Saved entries
···

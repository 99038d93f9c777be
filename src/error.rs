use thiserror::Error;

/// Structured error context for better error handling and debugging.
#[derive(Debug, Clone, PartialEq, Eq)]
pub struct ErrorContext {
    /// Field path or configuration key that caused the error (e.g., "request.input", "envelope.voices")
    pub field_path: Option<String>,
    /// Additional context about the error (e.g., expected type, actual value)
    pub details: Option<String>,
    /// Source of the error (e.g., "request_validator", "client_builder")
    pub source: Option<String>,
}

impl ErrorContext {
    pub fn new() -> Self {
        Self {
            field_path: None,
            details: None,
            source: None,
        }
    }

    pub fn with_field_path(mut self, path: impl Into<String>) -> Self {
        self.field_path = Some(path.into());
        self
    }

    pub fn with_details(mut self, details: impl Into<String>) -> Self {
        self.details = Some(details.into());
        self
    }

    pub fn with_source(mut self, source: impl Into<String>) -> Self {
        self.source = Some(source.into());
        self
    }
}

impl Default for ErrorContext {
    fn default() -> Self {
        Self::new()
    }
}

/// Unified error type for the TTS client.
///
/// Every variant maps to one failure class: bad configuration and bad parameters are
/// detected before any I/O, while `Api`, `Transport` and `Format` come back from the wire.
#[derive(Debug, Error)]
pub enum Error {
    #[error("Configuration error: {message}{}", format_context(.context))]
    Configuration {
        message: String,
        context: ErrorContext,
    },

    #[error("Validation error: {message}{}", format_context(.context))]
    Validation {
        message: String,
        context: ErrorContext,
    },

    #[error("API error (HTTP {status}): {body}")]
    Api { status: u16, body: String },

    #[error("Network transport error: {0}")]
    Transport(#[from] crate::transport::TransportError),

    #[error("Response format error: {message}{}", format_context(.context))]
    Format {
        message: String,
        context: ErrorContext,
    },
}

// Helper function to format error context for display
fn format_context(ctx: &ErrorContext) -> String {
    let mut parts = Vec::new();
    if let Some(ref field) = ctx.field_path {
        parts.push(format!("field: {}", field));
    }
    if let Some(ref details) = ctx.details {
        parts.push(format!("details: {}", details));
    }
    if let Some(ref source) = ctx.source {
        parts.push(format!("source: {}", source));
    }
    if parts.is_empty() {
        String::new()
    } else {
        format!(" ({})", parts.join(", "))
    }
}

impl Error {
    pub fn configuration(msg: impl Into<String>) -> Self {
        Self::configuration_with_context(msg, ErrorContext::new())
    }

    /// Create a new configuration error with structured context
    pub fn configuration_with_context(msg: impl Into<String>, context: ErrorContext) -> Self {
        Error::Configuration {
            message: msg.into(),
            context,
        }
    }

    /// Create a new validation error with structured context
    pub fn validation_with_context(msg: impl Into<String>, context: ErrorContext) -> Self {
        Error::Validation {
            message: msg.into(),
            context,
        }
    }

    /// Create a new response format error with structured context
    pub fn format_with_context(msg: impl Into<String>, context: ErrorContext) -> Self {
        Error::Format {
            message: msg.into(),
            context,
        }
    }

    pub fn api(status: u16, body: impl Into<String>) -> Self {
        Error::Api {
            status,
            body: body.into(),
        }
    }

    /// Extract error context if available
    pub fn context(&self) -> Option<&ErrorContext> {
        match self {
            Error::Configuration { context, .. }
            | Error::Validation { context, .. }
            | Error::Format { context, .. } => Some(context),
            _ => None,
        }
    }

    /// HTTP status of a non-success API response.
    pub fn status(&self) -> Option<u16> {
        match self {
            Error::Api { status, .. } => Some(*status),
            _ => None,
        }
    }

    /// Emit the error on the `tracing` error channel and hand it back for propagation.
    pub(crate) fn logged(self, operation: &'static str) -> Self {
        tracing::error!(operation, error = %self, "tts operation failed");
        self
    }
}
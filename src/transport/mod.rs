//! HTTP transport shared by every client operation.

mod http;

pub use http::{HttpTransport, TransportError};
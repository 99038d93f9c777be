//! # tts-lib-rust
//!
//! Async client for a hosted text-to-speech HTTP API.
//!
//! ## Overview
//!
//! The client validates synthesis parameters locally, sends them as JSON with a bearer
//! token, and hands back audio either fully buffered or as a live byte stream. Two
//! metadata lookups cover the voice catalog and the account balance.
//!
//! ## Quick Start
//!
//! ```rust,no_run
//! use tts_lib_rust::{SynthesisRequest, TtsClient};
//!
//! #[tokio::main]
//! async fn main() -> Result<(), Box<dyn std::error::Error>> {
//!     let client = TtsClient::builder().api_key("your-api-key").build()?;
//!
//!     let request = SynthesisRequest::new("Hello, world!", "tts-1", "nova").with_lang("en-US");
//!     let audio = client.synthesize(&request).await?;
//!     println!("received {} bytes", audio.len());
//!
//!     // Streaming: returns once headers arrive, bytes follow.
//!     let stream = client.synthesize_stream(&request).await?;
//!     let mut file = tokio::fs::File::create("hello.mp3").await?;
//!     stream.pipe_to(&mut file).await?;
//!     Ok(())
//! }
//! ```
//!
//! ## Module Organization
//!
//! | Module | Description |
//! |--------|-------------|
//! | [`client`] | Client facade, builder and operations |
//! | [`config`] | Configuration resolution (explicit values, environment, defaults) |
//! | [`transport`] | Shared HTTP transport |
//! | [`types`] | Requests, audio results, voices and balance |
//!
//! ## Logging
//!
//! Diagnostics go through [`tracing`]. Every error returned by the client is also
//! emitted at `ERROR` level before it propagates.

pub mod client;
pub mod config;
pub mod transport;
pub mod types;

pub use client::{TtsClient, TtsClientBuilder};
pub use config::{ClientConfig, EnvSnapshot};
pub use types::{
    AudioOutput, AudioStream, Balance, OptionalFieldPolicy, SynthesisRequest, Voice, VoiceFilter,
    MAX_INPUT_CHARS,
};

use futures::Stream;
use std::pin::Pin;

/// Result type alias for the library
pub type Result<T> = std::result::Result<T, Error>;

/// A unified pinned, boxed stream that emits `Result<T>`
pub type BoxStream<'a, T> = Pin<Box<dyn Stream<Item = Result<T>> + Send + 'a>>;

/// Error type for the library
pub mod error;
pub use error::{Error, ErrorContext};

···

Set down the records once more, character for character.

Answer to this problem
repository 99038d93f9c777be
filename src/error.rs
use thiserror::Error;

/// Structured error context for better error handling and debugging.
#[derive(Debug, Clone, PartialEq, Eq)]
pub struct ErrorContext {
    /// Field path or configuration key that caused the error (e.g., "request.input", "envelope.voices")
    pub field_path: Option<String>,
    /// Additional context about the error (e.g., expected type, actual value)
    pub details: Option<String>,
    /// Source of the error (e.g., "request_validator", "client_builder")
    pub source: Option<String>,
}

impl ErrorContext {
    pub fn new() -> Self {
        Self {
            field_path: None,
            details: None,
            source: None,
        }
    }

    pub fn with_field_path(mut self, path: impl Into<String>) -> Self {
        self.field_path = Some(path.into());
        self
    }

    pub fn with_details(mut self, details: impl Into<String>) -> Self {
        self.details = Some(details.into());
        self
    }

    pub fn with_source(mut self, source: impl Into<String>) -> Self {
        self.source = Some(source.into());
        self
    }
}

impl Default for ErrorContext {
    fn default() -> Self {
        Self::new()
    }
}

/// Unified error type for the TTS client.
///
/// Every variant maps to one failure class: bad configuration and bad parameters are
/// detected before any I/O, while `Api`, `Transport` and `Format` come back from the wire.
#[derive(Debug, Error)]
pub enum Error {
    #[error("Configuration error: {message}{}", format_context(.context))]
    Configuration {
        message: String,
        context: ErrorContext,
    },

    #[error("Validation error: {message}{}", format_context(.context))]
    Validation {
        message: String,
        context: ErrorContext,
    },

    #[error("API error (HTTP {status}): {body}")]
    Api { status: u16, body: String },

    #[error("Network transport error: {0}")]
    Transport(#[from] crate::transport::TransportError),

    #[error("Response format error: {message}{}", format_context(.context))]
    Format {
        message: String,
        context: ErrorContext,
    },
}

// Helper function to format error context for display
fn format_context(ctx: &ErrorContext) -> String {
    let mut parts = Vec::new();
    if let Some(ref field) = ctx.field_path {
        parts.push(format!("field: {}", field));
    }
    if let Some(ref details) = ctx.details {
        parts.push(format!("details: {}", details));
    }
    if let Some(ref source) = ctx.source {
        parts.push(format!("source: {}", source));
    }
    if parts.is_empty() {
        String::new()
    } else {
        format!(" ({})", parts.join(", "))
    }
}

impl Error {
    pub fn configuration(msg: impl Into<String>) -> Self {
        Self::configuration_with_context(msg, ErrorContext::new())
    }

    /// Create a new configuration error with structured context
    pub fn configuration_with_context(msg: impl Into<String>, context: ErrorContext) -> Self {
        Error::Configuration {
            message: msg.into(),
            context,
        }
    }

    /// Create a new validation error with structured context
    pub fn validation_with_context(msg: impl Into<String>, context: ErrorContext) -> Self {
        Error::Validation {
            message: msg.into(),
            context,
        }
    }

    /// Create a new response format error with structured context
    pub fn format_with_context(msg: impl Into<String>, context: ErrorContext) -> Self {
        Error::Format {
            message: msg.into(),
            context,
        }
    }

    pub fn api(status: u16, body: impl Into<String>) -> Self {
        Error::Api {
            status,
            body: body.into(),
        }
    }

    /// Extract error context if available
    pub fn context(&self) -> Option<&ErrorContext> {
        match self {
            Error::Configuration { context, .. }
            | Error::Validation { context, .. }
            | Error::Format { context, .. } => Some(context),
            _ => None,
        }
    }

    /// HTTP status of a non-success API response.
    pub fn status(&self) -> Option<u16> {
        match self {
            Error::Api { status, .. } => Some(*status),
            _ => None,
        }
    }

    /// Emit the error on the `tracing` error channel and hand it back for propagation.
    pub(crate) fn logged(self, operation: &'static str) -> Self {
        tracing::error!(operation, error = %self, "tts operation failed");
        self
    }
}
filename src/transport/mod.rs
//! HTTP transport shared by every client operation.

mod http;

pub use http::{HttpTransport, TransportError};
repository 99038d93f9c777be
//! # tts-lib-rust
//!
//! Async client for a hosted text-to-speech HTTP API.
//!
//! ## Overview
//!
//! The client validates synthesis parameters locally, sends them as JSON with a bearer
//! token, and hands back audio either fully buffered or as a live byte stream. Two
//! metadata lookups cover the voice catalog and the account balance.
//!
//! ## Quick Start
//!
//! ```rust,no_run
//! use tts_lib_rust::{SynthesisRequest, TtsClient};
//!
//! #[tokio::main]
//! async fn main() -> Result<(), Box<dyn std::error::Error>> {
//!     let client = TtsClient::builder().api_key("your-api-key").build()?;
//!
//!     let request = SynthesisRequest::new("Hello, world!", "tts-1", "nova").with_lang("en-US");
//!     let audio = client.synthesize(&request).await?;
//!     println!("received {} bytes", audio.len());
//!
//!     // Streaming: returns once headers arrive, bytes follow.
//!     let stream = client.synthesize_stream(&request).await?;
//!     let mut file = tokio::fs::File::create("hello.mp3").await?;
//!     stream.pipe_to(&mut file).await?;
//!     Ok(())
//! }
//! ```
//!
//! ## Module Organization
//!
//! | Module | Description |
//! |--------|-------------|
//! | [`client`] | Client facade, builder and operations |
//! | [`config`] | Configuration resolution (explicit values, environment, defaults) |
//! | [`transport`] | Shared HTTP transport |
//! | [`types`] | Requests, audio results, voices and balance |
//!
//! ## Logging
//!
//! Diagnostics go through [`tracing`]. Every error returned by the client is also
//! emitted at `ERROR` level before it propagates.

pub mod client;
pub mod config;
pub mod transport;
pub mod types;

pub use client::{TtsClient, TtsClientBuilder};
pub use config::{ClientConfig, EnvSnapshot};
pub use types::{
    AudioOutput, AudioStream, Balance, OptionalFieldPolicy, SynthesisRequest, Voice, VoiceFilter,
    MAX_INPUT_CHARS,
};

use futures::Stream;
use std::pin::Pin;

/// Result type alias for the library
pub type Result<T> = std::result::Result<T, Error>;

/// A unified pinned, boxed stream that emits `Result<T>`
pub type BoxStream<'a, T> = Pin<Box<dyn Stream<Item = Result<T>> + Send + 'a>>;

/// Error type for the library
pub mod error;
pub use error::{Error, ErrorContext};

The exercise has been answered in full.